Les « tulipes » de Jeff Koons sèment la discorde à Paris : un hommage aux victimes du terrorisme avec une oeuvre discutable ?
TERRORISME CHIC ET BOUQUET CHOC
L’actualité nous y invite. Commençons par l’imminente arrivée sur le parvis du Palais de Tokyo du monument-hommage de Jeff Koons aux victimes du Bataclan. Son kitschissime « cadeau » fait débat. Sera-t-il imposé malgré impopularité, irrégularité de la procédure et « conflits d’intérêts » ?
Apparence vulgaire, contenu vague, il illustre cependant scrupuleusement les protocoles de l’Art officiel conceptuel : il questionne, met en abîme, détourne le contexte, sème le trouble en introduisant des significations clandestines et enfin déconstruit le paysage urbain parisien… ici, le très « moderne » et élégant Palais de Tokyo dont portes, façades et statuaire rassemblent les plus grands sculpteurs du XXème siècle, dont Bourdelle et Alfred Janiot.
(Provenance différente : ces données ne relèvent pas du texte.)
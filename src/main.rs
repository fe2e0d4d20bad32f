use anyhow::{Context, Result};
use clap::{Parser, Subcommand};
use std::path::PathBuf;
use std::sync::Arc;
use tokio::sync::watch;
use tracing_subscriber::{layer::SubscriberExt, util::SubscriberInitExt};

use ospap::config::Config;
use ospap::metrics;
use ospap::octoprint::{ClientConfig, OctoPrintClient, PrinterApi};
use ospap::poller::{run_cycle, PollCycle, PollScheduler};
use ospap::server::{AppState, ProxyServer};
use ospap::snapshot::SnapshotStore;

#[derive(Parser)]
#[command(
    name = "ospap",
    version,
    about = "Safe publicly-accessible status proxy for OctoPrint",
    long_about = None
)]
struct Cli {
    #[command(subcommand)]
    command: Option<Commands>,

    /// Config file (default: ospap.toml or ospap.json next to the binary, in ., or in $HOME)
    #[arg(long, global = true)]
    config: Option<PathBuf>,

    /// Enable verbose logging
    #[arg(short, long, global = true)]
    verbose: bool,

    /// Log format (text, json); overrides the config file
    #[arg(long, global = true)]
    log_format: Option<String>,
}

#[derive(Subcommand)]
enum Commands {
    /// Poll printers and serve the snapshot API (default)
    Serve,

    /// Run a single poll cycle and print the snapshot
    Poll,

    /// Load and validate the configuration, then exit
    CheckConfig,
}

#[tokio::main]
async fn main() -> Result<()> {
    let cli = Cli::parse();

    let config = Config::load(cli.config.as_deref()).context("Couldn't read config")?;

    let log_format = cli.log_format.as_deref().unwrap_or(&config.logging.format);
    setup_tracing(log_format, &config.logging.level, cli.verbose)?;

    if let Some(source) = &config.source {
        tracing::info!("Using config file: {}", source.display());
    }

    match cli.command.unwrap_or(Commands::Serve) {
        Commands::Serve => serve(config).await?,
        Commands::Poll => poll(config).await?,
        Commands::CheckConfig => check_config(&config),
    }

    Ok(())
}

fn setup_tracing(format: &str, level: &str, verbose: bool) -> Result<()> {
    let env_filter = match std::env::var("RUST_LOG") {
        Ok(filter) => tracing_subscriber::EnvFilter::try_new(filter)?,
        Err(_) if verbose => tracing_subscriber::EnvFilter::new("ospap=debug,info"),
        Err(_) => tracing_subscriber::EnvFilter::try_new(format!("ospap={level},warn"))
            .context("Invalid log level")?,
    };

    match format {
        "json" => {
            tracing_subscriber::registry()
                .with(env_filter)
                .with(tracing_subscriber::fmt::layer().json())
                .init();
        }
        _ => {
            tracing_subscriber::registry()
                .with(env_filter)
                .with(tracing_subscriber::fmt::layer().pretty())
                .init();
        }
    }

    Ok(())
}

fn build_client(config: &Config) -> Result<Arc<dyn PrinterApi>> {
    let client = OctoPrintClient::new(ClientConfig::from(config))
        .context("Failed to create HTTP client")?;
    Ok(Arc::new(client))
}

async fn serve(config: Config) -> Result<()> {
    if let Err(e) = metrics::init_metrics() {
        tracing::warn!("Metrics initialization failed: {}", e);
    }

    if config.printers.is_empty() {
        tracing::warn!("No printers configured; the API will serve an empty list");
    }

    let config = Arc::new(config);
    let store = SnapshotStore::new();
    let cycle = PollCycle::from_config(build_client(&config)?, &config, store.clone());
    let scheduler = PollScheduler::new(cycle, config.polling_interval());

    // Initial poll, so the API never serves an empty snapshot
    scheduler.run_initial_cycle().await;

    let (shutdown_tx, shutdown_rx) = watch::channel(false);
    let poller = scheduler.spawn(shutdown_rx);

    let server = ProxyServer::new(AppState::new(store, Arc::clone(&config)));
    let shutdown = async move {
        if let Err(e) = tokio::signal::ctrl_c().await {
            tracing::error!("Failed to listen for shutdown signal: {}", e);
            std::future::pending::<()>().await;
        }
        tracing::info!("Shutdown signal received");
        let _ = shutdown_tx.send(true);
    };

    server
        .start_with_shutdown(shutdown)
        .await
        .context("HTTP server failed")?;

    poller.await.context("Poll scheduler task failed")?;
    Ok(())
}

async fn poll(config: Config) -> Result<()> {
    let snapshot = run_cycle(
        build_client(&config)?,
        &config.printers,
        config.connect_delay(),
        1,
    )
    .await;

    tracing::info!(
        printers = snapshot.printers.len(),
        errored = snapshot.errored_count(),
        duration_ms = snapshot.duration_ms,
        "Poll complete"
    );

    let json = serde_json::to_string_pretty(&snapshot.printers)?;
    println!("{json}");
    Ok(())
}

fn check_config(config: &Config) {
    println!("Configuration OK");
    println!("  Server address: {}", config.server_address);
    println!("  Polling interval: {}s", config.polling_interval);
    println!("  Request timeout: {}s", config.request_timeout_secs);
    println!("  Printers: {}", config.printers.len());
    for printer in &config.printers {
        println!(
            "    - {} ({}){}{}",
            printer.name,
            printer.server_address,
            if printer.api_key().is_some() { ", api key" } else { "" },
            if printer.auto_connect { ", auto-connect" } else { "" },
        );
    }
}
//! Status retrieval for a single printer
//!
//! The retrieval is a fixed pipeline: connection check, API version,
//! printer info, current job, job state. Every step gates the next one; the
//! first failure marks the status errored and ends the poll with whatever
//! was collected so far.

use std::fmt;
use std::time::Duration;

use crate::config::PrinterConfig;
use crate::error::OspapErrorTrait;
use crate::models::{PollStep, PrinterStatus};
use crate::octoprint::{ensure_connected, ClientError, PrinterApi};

/// Substring of the job state that marks a device-level error
const JOB_ERROR_MARKER: &str = "Error";

/// Why a poll ended early: the step, and the transport error if there was one
#[derive(Debug, Clone, PartialEq)]
pub struct PollFailure {
    pub step: PollStep,
    pub error: Option<ClientError>,
}

impl PollFailure {
    fn device(step: PollStep) -> Self {
        Self { step, error: None }
    }

    fn transport(step: PollStep, error: ClientError) -> Self {
        Self {
            step,
            error: Some(error),
        }
    }

    /// Whether the next cycle may succeed without intervention
    pub fn is_recoverable(&self) -> bool {
        self.error.as_ref().map_or(true, OspapErrorTrait::is_recoverable)
    }
}

impl fmt::Display for PollFailure {
    fn fmt(&self, f: &mut fmt::Formatter<'_>) -> fmt::Result {
        match &self.error {
            Some(error) => write!(f, "{} failed: {}", self.step, error),
            None => write!(f, "{} reported by device", self.step),
        }
    }
}

/// Poll one printer; never fails, failures end up in `errored`
pub async fn poll_printer(
    api: &dyn PrinterApi,
    printer: &PrinterConfig,
    connect_delay: Duration,
) -> PrinterStatus {
    let mut status = PrinterStatus::new(&printer.name);

    match run_pipeline(api, printer, connect_delay, &mut status).await {
        Ok(()) => tracing::debug!(
            printer = %printer.name,
            api_version = %status.api_version,
            job_state = ?status.job_state(),
            "Printer polled"
        ),
        Err(failure) => {
            status.errored = true;
            let category = failure.error.as_ref().map(|e| e.category().as_str());
            tracing::warn!(
                printer = %printer.name,
                step = %failure.step,
                category = category.unwrap_or("device"),
                recoverable = failure.is_recoverable(),
                "Printer poll errored: {}",
                failure
            );
        }
    }

    status
}

// Internal: run the gated steps, returning where and why the poll stopped
async fn run_pipeline(
    api: &dyn PrinterApi,
    printer: &PrinterConfig,
    connect_delay: Duration,
    status: &mut PrinterStatus,
) -> Result<(), PollFailure> {
    let connected = ensure_connected(api, printer, connect_delay)
        .await
        .map_err(|e| PollFailure::transport(PollStep::Connection, e))?;
    if !connected {
        tracing::info!(printer = %printer.name, "Printer is not connected");
        return Err(PollFailure::device(PollStep::Connection));
    }

    status.api_version = api
        .api_version(printer)
        .await
        .map_err(|e| PollFailure::transport(PollStep::ApiVersion, e))?
        .into_value();

    // Unparsable bodies are published as null, not as an empty object
    status.printer_info = api
        .printer_info(printer)
        .await
        .map_err(|e| PollFailure::transport(PollStep::PrinterInfo, e))?
        .into_present();

    status.current_job = api
        .current_job(printer)
        .await
        .map_err(|e| PollFailure::transport(PollStep::CurrentJob, e))?
        .into_present();

    if let Some(state) = status.job_state() {
        if state.contains(JOB_ERROR_MARKER) {
            tracing::info!(printer = %printer.name, state = %state, "Job reports an error state");
            return Err(PollFailure::device(PollStep::JobState));
        }
    }

    Ok(())
}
L’initiative de ce cadeau, fait aux Français accablés par l’attentat terroriste du Bataclan, vient de l’ex ambassadeur américain en France, Jane Dorothy Hartley, ce qui en fait un geste politique. Cependant il semble plutôt célébrer, dans ce lieu symbolique de l’art, très éloigné du Boulevard Voltaire, la victoire du global kitsch américain sur l’« arrogante » excellence parisienne.
De plus le cadeau est accompagné d’une leçon, quintessence du discours moralisateur et philanthrope koonsien : l’art se doit de refléter « l’ego de la masse »… bel emballage pour rendre avalable une très concrète prédation du contribuable, car le « cadeau » de « l’artiste vivant le plus coté du monde » est un « don payant » de 3 millions d’euros ! Cher pour une œuvre dont l’emplacement sert la cote du « donateur » et de produit d’appel pour les produits dérivés qu’elle engendrera.
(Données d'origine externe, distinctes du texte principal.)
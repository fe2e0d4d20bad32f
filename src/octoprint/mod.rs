//! OctoPrint controller access
//!
//! - [`client`] - HTTP client and the [`PrinterApi`] seam used by the poller
//! - [`connection`] - Connection check with optional single auto-connect
//! - [`decode`] - Lenient decoding of controller responses
//! - [`error`] - Client error type

pub mod client;
pub mod connection;
pub mod decode;
pub mod error;

#[cfg(test)]
pub(crate) mod testing;

// Re-export main types
pub use client::{ClientConfig, ConnectionState, OctoPrintClient, PrinterApi};
pub use connection::ensure_connected;
pub use decode::{Decoded, JsonObject};
pub use error::ClientError;
//! Poll scheduler
//!
//! One cycle runs before the HTTP API starts serving, so clients never see
//! an empty result. After that the scheduler sleeps for the polling
//! interval, runs a cycle, and repeats until shutdown. Cycles run one after
//! another on the scheduler task, so they cannot overlap; a cycle that takes
//! longer than the interval is reported.

use std::sync::Arc;
use std::time::Duration;
use tokio::sync::watch;
use tokio::task::JoinHandle;

use crate::metrics;
use crate::snapshot::Snapshot;

use super::cycle::PollCycle;

/// Drives [`PollCycle`] on a fixed interval
pub struct PollScheduler {
    cycle: PollCycle,
    interval: Duration,
}

impl PollScheduler {
    /// Create a scheduler
    pub fn new(cycle: PollCycle, interval: Duration) -> Self {
        Self { cycle, interval }
    }

    /// Run the startup cycle; call before the API starts serving
    pub async fn run_initial_cycle(&self) -> Arc<Snapshot> {
        self.run_once().await
    }

    /// Loop until `shutdown` flips to `true` or its sender is dropped
    pub async fn run(self, mut shutdown: watch::Receiver<bool>) {
        tracing::info!(interval_secs = self.interval.as_secs(), "Poll scheduler started");

        loop {
            if *shutdown.borrow() {
                break;
            }

            tokio::select! {
                _ = tokio::time::sleep(self.interval) => {
                    self.run_once().await;
                }
                changed = shutdown.changed() => {
                    if changed.is_err() || *shutdown.borrow() {
                        break;
                    }
                }
            }
        }

        tracing::info!("Poll scheduler stopped");
    }

    /// Spawn [`Self::run`] as a background task
    pub fn spawn(self, shutdown: watch::Receiver<bool>) -> JoinHandle<()> {
        tokio::spawn(self.run(shutdown))
    }

    /// Whether a cycle took longer than the polling interval
    pub fn overran(&self, snapshot: &Snapshot) -> bool {
        snapshot.duration() > self.interval
    }

    // Internal: one cycle plus overrun detection
    async fn run_once(&self) -> Arc<Snapshot> {
        let snapshot = self.cycle.run_and_publish().await;

        if self.overran(&snapshot) {
            metrics::record_cycle_overrun();
            tracing::warn!(
                sequence = snapshot.sequence,
                duration_ms = snapshot.duration_ms,
                interval_secs = self.interval.as_secs(),
                "Poll cycle took longer than the polling interval"
            );
        }

        snapshot
    }
}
Jeff Koons tient à ce lieu absolument parce que son œuvre se doit d’échapper à toute fonction « décorative » et esthétique et remplir sa mission « critique » qui, étant visuelle, ne fait pas appel à des arguments rationnels mais utilise la dérision. Dans le cas présent, si l’on fait le rapprochement avec une iconographie ordinaire contemporaine, ce « bouquet » assemble en une seule image le fouet BDSM et le sex toy de type « fist »(1). La règle académique du conceptualisme est ainsi appliquée à la lettre : titre, iconographie, contexte et sens ne doivent pas coïncider et former un piège conceptuel.
LE MONUMENT DE DÉRISION À LA CONQUÊTE DU MONDE
Le monumental global kitsch apparaît dans l’espace urbain international en 1976 : c’est la Pince à Linge géante de Claes Oldenburg, dressée devant l’Hôtel de Ville de Philadelphie (USA), ville historique, patrie des « pères fondateurs », défenseurs des Lumières. Vacuité apparente et gigantisme, la formule est trouvée ! Paris en 1985, suit l’exemple : les deux places de la gare Saint Lazare sont ornées d’amusantes accumulations de valises et d’horloges, signées Armand.
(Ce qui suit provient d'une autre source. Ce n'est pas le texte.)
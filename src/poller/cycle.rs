//! Aggregation cycle: poll every printer, build a snapshot, publish it
//!
//! Printers are polled concurrently, each in its own task, so one slow or
//! failing printer cannot hold back or take down another. The snapshot is
//! assembled in configuration order, not completion order, and published
//! with a single swap.

use chrono::Utc;
use futures::future::join_all;
use std::sync::atomic::{AtomicU64, Ordering};
use std::sync::Arc;
use std::time::{Duration, Instant};

use crate::config::{Config, PrinterConfig};
use crate::metrics;
use crate::models::PrinterStatus;
use crate::octoprint::PrinterApi;
use crate::snapshot::{Snapshot, SnapshotStore};

use super::device::poll_printer;

/// Poll all printers and build a snapshot (does not publish)
pub async fn run_cycle(
    api: Arc<dyn PrinterApi>,
    printers: &[PrinterConfig],
    connect_delay: Duration,
    sequence: u64,
) -> Snapshot {
    let started_at = Utc::now();
    let timer = Instant::now();

    let handles: Vec<_> = printers
        .iter()
        .cloned()
        .map(|printer| {
            let api = Arc::clone(&api);
            tokio::spawn(async move { poll_printer(api.as_ref(), &printer, connect_delay).await })
        })
        .collect();

    let statuses: Vec<PrinterStatus> = join_all(handles)
        .await
        .into_iter()
        .zip(printers)
        .map(|(result, printer)| match result {
            Ok(status) => status,
            Err(e) => {
                tracing::error!(printer = %printer.name, error = %e, "Poll task failed");
                PrinterStatus::failed(&printer.name)
            }
        })
        .collect();

    Snapshot::new(sequence, started_at, timer.elapsed(), statuses)
}

/// Runs cycles against a fixed printer list and publishes into a store
pub struct PollCycle {
    api: Arc<dyn PrinterApi>,
    printers: Arc<[PrinterConfig]>,
    connect_delay: Duration,
    store: SnapshotStore,
    next_sequence: AtomicU64,
}

impl PollCycle {
    /// Create a cycle runner
    pub fn new(
        api: Arc<dyn PrinterApi>,
        printers: Vec<PrinterConfig>,
        connect_delay: Duration,
        store: SnapshotStore,
    ) -> Self {
        Self {
            api,
            printers: printers.into(),
            connect_delay,
            store,
            next_sequence: AtomicU64::new(1),
        }
    }

    /// Create a cycle runner from the loaded configuration
    pub fn from_config(api: Arc<dyn PrinterApi>, config: &Config, store: SnapshotStore) -> Self {
        Self::new(api, config.printers.clone(), config.connect_delay(), store)
    }

    /// Number of configured printers
    pub fn printer_count(&self) -> usize {
        self.printers.len()
    }

    /// Run one cycle and publish its snapshot, returning what was published
    pub async fn run_and_publish(&self) -> Arc<Snapshot> {
        let sequence = self.next_sequence.fetch_add(1, Ordering::SeqCst);
        tracing::info!(sequence, printers = self.printers.len(), "Updating printers");

        let snapshot = run_cycle(
            Arc::clone(&self.api),
            &self.printers,
            self.connect_delay,
            sequence,
        )
        .await;

        for status in &snapshot.printers {
            metrics::record_printer_poll(&status.name, status.errored);
        }
        metrics::record_cycle(snapshot.duration().as_secs_f64(), snapshot.errored_count());

        tracing::info!(
            sequence,
            duration_ms = snapshot.duration_ms,
            errored = snapshot.errored_count(),
            "Poll cycle complete"
        );

        self.store.publish(snapshot).await;
        self.store.current().await
    }
}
La même année commence le chantier des colonnes Buren au Palais Royal. C’est le premier monument qui officiellement ne célèbre rien et n’a pas de sens déclaré, mais seulement la réputation d’être un monument caché aux victimes de la terreur. Ces monuments inaugurent la nouvelle orientation de la commande publique, toujours en vigueur aujourd’hui. Les « Inspecteurs de la création » qui dirigent l’art en France depuis 1983 président aux concours et veillent à ce que les projets de monuments remplissent leur mission critique.
Ce genre devient au fil de ces décennies le vecteur de la dévalorisation systématique des cultures et de leur art. L’esthétique du kitsch a le pouvoir de caricaturer les identités en vulgarisant les styles. Il vide les formes en évacuant leur sens. L’art devient divertissement et bizutage. Son objectif se considère néanmoins « humanitaire » car tuer les identités, les rendre dérisoires, c’est en finir avec la guerre.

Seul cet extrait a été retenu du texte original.